Description of the Alarm Management. More...

Description of the Alarm Management.

The alarm is a notification of a specific event. The alarm may or may not represent an error. The application observing this event would report this as an alarm. In the ASP, the Alarm Service provides the feature of defining the set of managed resources, the alarms that can occur on those resources, alarm reporting, alarm clearing, alarm soaking and the alarm corelation. The ASP Alarm service enables applications to notify the north bound entity about erroneous conditions that can occur on managed resources. This service is compliant with the X.733 specification. It provides the functionality to model probable cause, severity, and category compliant to X.733 (ITU-T) specification. /par ASP Alarm service also provides filters that can be applied on the Alarm. It provides a mechanism to specify soaking time, generation rule, and suppression rule.

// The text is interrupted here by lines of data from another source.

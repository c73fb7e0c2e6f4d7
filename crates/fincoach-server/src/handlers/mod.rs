pub mod chat;
pub mod handoff;
pub mod health;
pub mod tools;
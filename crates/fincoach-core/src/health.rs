use std::collections::HashMap;

use chrono::{DateTime, Utc};
use serde::{Deserialize, Serialize};

#[derive(Debug, Clone, Copy, PartialEq, Eq, Serialize, Deserialize)]
#[serde(rename_all = "lowercase")]
pub enum HealthLevel {
    Healthy,
    Degraded,
    Unhealthy,
}

/// Rolling per-worker probe state, recomputed on each health-check tick.
#[derive(Debug, Clone, Serialize, Deserialize)]
pub struct WorkerHealthSnapshot {
    pub is_online: bool,
    pub last_response_time_ms: u64,
    /// 0–100, `(total_requests - error_count) / total_requests * 100`;
    /// 100 when no samples have been taken.
    pub success_rate: f64,
    pub total_requests: u64,
    pub error_count: u64,
    #[serde(skip_serializing_if = "Option::is_none")]
    pub last_error: Option<String>,
    pub last_health_check: DateTime<Utc>,
}

#[derive(Debug, Clone, Serialize, Deserialize)]
pub struct ToolProbeReport {
    pub probed: usize,
    pub available: usize,
    pub failed: usize,
    /// failed / probed, in 0.0–1.0. Zero when nothing was probed.
    pub error_rate: f64,
}

#[derive(Debug, Clone, Serialize, Deserialize)]
pub struct DependencyReport {
    pub name: String,
    pub reachable: bool,
    pub latency_ms: u64,
    #[serde(skip_serializing_if = "Option::is_none")]
    pub error: Option<String>,
}

#[derive(Debug, Clone, Serialize, Deserialize)]
pub struct SystemHealthReport {
    pub overall: HealthLevel,
    pub agent_tier: HealthLevel,
    pub workers: HashMap<String, WorkerHealthSnapshot>,
    pub tools: ToolProbeReport,
    pub dependencies: Vec<DependencyReport>,
    pub checked_at: DateTime<Utc>,
}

There can be a condition when there is a spurt of events to be reported as alarm. In order to handle this condition, there is a soaking time defined for the alarm. The soaking time is the time till which the alarm is observed before it is actually reported.
The generation rule and suppression rule are part of the alarm corelation feature. So the reporting of the alarm depends upon the status of the alarms which are part of these rules. While reporting the alarm both the rules are evaluated. In these rules, alarms are bounded by AND or OR relation. /par The usage model of the Alarm service is a producer-consumer model. Applications that raise the Alarm are the producers of the Alarms and the management applications are the consumers of these Alarms. Any application can raise an Alarm, on detecting an erroneous condition on a managed resource. The usage model is similar to a publisher-subscriber model because application components and the management applications are unaware of each other and each Management application receives the Alarms after subscribing to the Alarm's event channel.

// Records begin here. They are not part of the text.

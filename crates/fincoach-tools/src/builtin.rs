//! Built-in finance tools registered at startup.
//!
//! Each tool reads through the opaque [`PersistenceStore`] and, for
//! categorization, delegates to the [`CategorizationHeuristics`]
//! collaborator. None of them owns business logic beyond shaping the
//! collaborator's answer for the invoking worker.

use std::sync::Arc;

use async_trait::async_trait;
use fincoach_core::{AgentError, CategorizationHeuristics, PersistenceStore};
use serde_json::{json, Value};

use crate::definition::{ExecutionContext, RiskLevel, ToolCategory, ToolDefinition, ToolExecutor};
use crate::registry::ToolRegistry;

pub const CHECK_ENVELOPE_BALANCE: &str = "check_envelope_balance";
pub const CATEGORIZE_TRANSACTION: &str = "categorize_transaction";
pub const SPENDING_SUMMARY: &str = "spending_summary";

fn envelopes_key(user_id: &str) -> String {
    format!("envelopes:{user_id}")
}

fn transactions_key(user_id: &str) -> String {
    format!("transactions:{user_id}")
}

/// Looks up one envelope's balance for the calling user.
pub struct CheckEnvelopeBalance {
    store: Arc<dyn PersistenceStore>,
}

#[async_trait]
impl ToolExecutor for CheckEnvelopeBalance {
    async fn run(&self, params: Value, ctx: &ExecutionContext) -> Result<Value, AgentError> {
        let envelope = params
            .get("envelope")
            .and_then(|v| v.as_str())
            .ok_or_else(|| AgentError::Validation("missing envelope name".into()))?;

        let envelopes = self
            .store
            .get(&envelopes_key(&ctx.user_id))
            .await?
            .unwrap_or_else(|| json!([]));

        let found = envelopes
            .as_array()
            .into_iter()
            .flatten()
            .find(|e| e.get("name").and_then(|n| n.as_str()) == Some(envelope));

        match found {
            Some(entry) => Ok(json!({
                "envelope": envelope,
                "balance": entry.get("balance").cloned().unwrap_or(json!(0)),
                "budgeted": entry.get("budgeted").cloned().unwrap_or(json!(0)),
            })),
            None => Err(AgentError::Execution(format!(
                "No envelope named '{envelope}' for user {}",
                ctx.user_id
            ))),
        }
    }
}

/// Suggests envelopes for a transaction via the categorization heuristics.
pub struct CategorizeTransaction {
    store: Arc<dyn PersistenceStore>,
    heuristics: Arc<dyn CategorizationHeuristics>,
}

#[async_trait]
impl ToolExecutor for CategorizeTransaction {
    async fn run(&self, params: Value, ctx: &ExecutionContext) -> Result<Value, AgentError> {
        let transaction = params
            .get("transaction")
            .cloned()
            .ok_or_else(|| AgentError::Validation("missing transaction".into()))?;

        let envelopes: Vec<String> = self
            .store
            .get(&envelopes_key(&ctx.user_id))
            .await?
            .and_then(|v| {
                v.as_array().map(|arr| {
                    arr.iter()
                        .filter_map(|e| e.get("name").and_then(|n| n.as_str()))
                        .map(str::to_string)
                        .collect()
                })
            })
            .unwrap_or_default();

        let suggestions = self.heuristics.suggest(&transaction, &envelopes).await?;
        Ok(json!({ "suggestions": suggestions }))
    }
}

/// Totals the user's recent transactions by envelope.
pub struct SpendingSummary {
    store: Arc<dyn PersistenceStore>,
}

#[async_trait]
impl ToolExecutor for SpendingSummary {
    async fn run(&self, params: Value, ctx: &ExecutionContext) -> Result<Value, AgentError> {
        let period = params
            .get("period")
            .and_then(|v| v.as_str())
            .unwrap_or("month");

        let transactions = self
            .store
            .get(&transactions_key(&ctx.user_id))
            .await?
            .unwrap_or_else(|| json!([]));

        let mut totals: serde_json::Map<String, Value> = serde_json::Map::new();
        let mut count = 0u64;
        for tx in transactions.as_array().into_iter().flatten() {
            let envelope = tx
                .get("envelope")
                .and_then(|e| e.as_str())
                .unwrap_or("uncategorized");
            let amount = tx.get("amount").and_then(|a| a.as_f64()).unwrap_or(0.0);
            let entry = totals
                .entry(envelope.to_string())
                .or_insert(json!(0.0));
            *entry = json!(entry.as_f64().unwrap_or(0.0) + amount);
            count += 1;
        }

        Ok(json!({
            "period": period,
            "transactions": count,
            "by_envelope": totals,
        }))
    }
}

/// Register the built-in tool set. Called once from the composition root;
/// any failure here is a startup-blocking configuration error.
pub fn register_builtin_tools(
    registry: &ToolRegistry,
    store: Arc<dyn PersistenceStore>,
    heuristics: Arc<dyn CategorizationHeuristics>,
) -> Result<(), AgentError> {
    registry.register(ToolDefinition {
        name: CHECK_ENVELOPE_BALANCE.into(),
        description: "Look up the current balance of one budget envelope".into(),
        category: ToolCategory::Budgeting,
        parameter_schema: json!({
            "type": "object",
            "properties": {
                "envelope": { "type": "string", "minLength": 1 }
            },
            "required": ["envelope"]
        }),
        requires_auth: false,
        risk_level: RiskLevel::Low,
        estimated_duration_ms: 50,
        executor: Arc::new(CheckEnvelopeBalance {
            store: store.clone(),
        }),
    })?;

    registry.register(ToolDefinition {
        name: CATEGORIZE_TRANSACTION.into(),
        description: "Suggest envelopes for a transaction using the categorization heuristics"
            .into(),
        category: ToolCategory::Transactions,
        parameter_schema: json!({
            "type": "object",
            "properties": {
                "transaction": { "type": "object" }
            },
            "required": ["transaction"]
        }),
        requires_auth: false,
        risk_level: RiskLevel::Low,
        estimated_duration_ms: 150,
        executor: Arc::new(CategorizeTransaction { store: store.clone(), heuristics }),
    })?;

    registry.register(ToolDefinition {
        name: SPENDING_SUMMARY.into(),
        description: "Total recent spending by envelope for the calling user".into(),
        category: ToolCategory::Insights,
        parameter_schema: json!({
            "type": "object",
            "properties": {
                "period": { "type": "string", "enum": ["week", "month"] }
            }
        }),
        requires_auth: false,
        risk_level: RiskLevel::Low,
        estimated_duration_ms: 100,
        executor: Arc::new(SpendingSummary { store }),
    })?;

    Ok(())
}

#[cfg(test)]
mod tests {
    use dashmap::DashMap;
    use fincoach_core::CategorySuggestion;

    use super::*;

    struct FakeStore {
        records: DashMap<String, Value>,
    }

    impl FakeStore {
        fn new() -> Self {
            Self {
                records: DashMap::new(),
            }
        }
    }

    #[async_trait]
    impl PersistenceStore for FakeStore {
        async fn get(&self, key: &str) -> Result<Option<Value>, AgentError> {
            Ok(self.records.get(key).map(|v| v.clone()))
        }

        async fn put(&self, key: &str, value: Value) -> Result<(), AgentError> {
            self.records.insert(key.to_string(), value);
            Ok(())
        }

        async fn ping(&self) -> Result<(), AgentError> {
            Ok(())
        }
    }

    struct FakeHeuristics;

    #[async_trait]
    impl CategorizationHeuristics for FakeHeuristics {
        async fn suggest(
            &self,
            _transaction: &Value,
            envelopes: &[String],
        ) -> Result<Vec<CategorySuggestion>, AgentError> {
            Ok(envelopes
                .first()
                .map(|name| CategorySuggestion {
                    envelope: name.clone(),
                    confidence: 0.9,
                    source: "keyword".into(),
                })
                .into_iter()
                .collect())
        }
    }

    fn ctx() -> ExecutionContext {
        ExecutionContext {
            user_id: "u1".into(),
            session_id: "s1".into(),
            authenticated: true,
            timeout_ms: None,
        }
    }

    async fn seeded_registry() -> ToolRegistry {
        let store = Arc::new(FakeStore::new());
        store
            .put(
                "envelopes:u1",
                json!([
                    { "name": "groceries", "balance": 120.0, "budgeted": 400.0 },
                    { "name": "rent", "balance": 0.0, "budgeted": 1200.0 }
                ]),
            )
            .await
            .unwrap();
        store
            .put(
                "transactions:u1",
                json!([
                    { "envelope": "groceries", "amount": 42.0 },
                    { "envelope": "groceries", "amount": 18.0 },
                    { "amount": 7.5 }
                ]),
            )
            .await
            .unwrap();

        let registry = ToolRegistry::new();
        register_builtin_tools(&registry, store, Arc::new(FakeHeuristics)).unwrap();
        registry
    }

    #[tokio::test]
    async fn registers_the_full_builtin_set() {
        let registry = seeded_registry().await;
        assert_eq!(registry.tool_count(), 3);
        assert!(registry.contains(CHECK_ENVELOPE_BALANCE));
        assert!(registry.contains(CATEGORIZE_TRANSACTION));
        assert!(registry.contains(SPENDING_SUMMARY));
    }

    #[tokio::test]
    async fn balance_lookup_finds_the_envelope() {
        let registry = seeded_registry().await;
        let result = registry
            .execute(
                CHECK_ENVELOPE_BALANCE,
                json!({ "envelope": "groceries" }),
                &ctx(),
            )
            .await;

        assert!(result.success);
        let payload = result.result.unwrap();
        assert_eq!(payload["balance"], json!(120.0));
    }

    #[tokio::test]
    async fn balance_lookup_fails_softly_for_unknown_envelope() {
        let registry = seeded_registry().await;
        let result = registry
            .execute(
                CHECK_ENVELOPE_BALANCE,
                json!({ "envelope": "vacation" }),
                &ctx(),
            )
            .await;

        assert!(!result.success);
        assert!(result.error.unwrap().contains("vacation"));
    }

    #[tokio::test]
    async fn categorization_uses_the_heuristics_collaborator() {
        let registry = seeded_registry().await;
        let result = registry
            .execute(
                CATEGORIZE_TRANSACTION,
                json!({ "transaction": { "merchant": "Safeway", "amount": 31.0 } }),
                &ctx(),
            )
            .await;

        assert!(result.success);
        let suggestions = result.result.unwrap();
        assert_eq!(suggestions["suggestions"][0]["envelope"], json!("groceries"));
    }

    #[tokio::test]
    async fn summary_totals_by_envelope() {
        let registry = seeded_registry().await;
        let result = registry
            .execute(SPENDING_SUMMARY, json!({ "period": "week" }), &ctx())
            .await;

        assert!(result.success);
        let payload = result.result.unwrap();
        assert_eq!(payload["transactions"], json!(3));
        assert_eq!(payload["by_envelope"]["groceries"], json!(60.0));
        assert_eq!(payload["by_envelope"]["uncategorized"], json!(7.5));
    }

    #[tokio::test]
    async fn summary_rejects_unknown_period_via_schema() {
        let registry = seeded_registry().await;
        let result = registry
            .execute(SPENDING_SUMMARY, json!({ "period": "decade" }), &ctx())
            .await;
        assert!(!result.success);
    }
}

Working with Alarm Service

Alarm Characteristics: The mandatory parameters of X.733 specification are incorporated as part of the attributes of an Alarm. The category, probable cause, and the perceived severity of the Alarm are the mandatory parameters of Alarm notification. There are five categories of Alarm and the probable cause parameter defines the probable cause of the Alarm. The severity parameter defines six severity levels: cleared, indeterminate, warning, minor, major, and critical. The following table illustrates the mapping between the category and the list of probable causes of an Alarm.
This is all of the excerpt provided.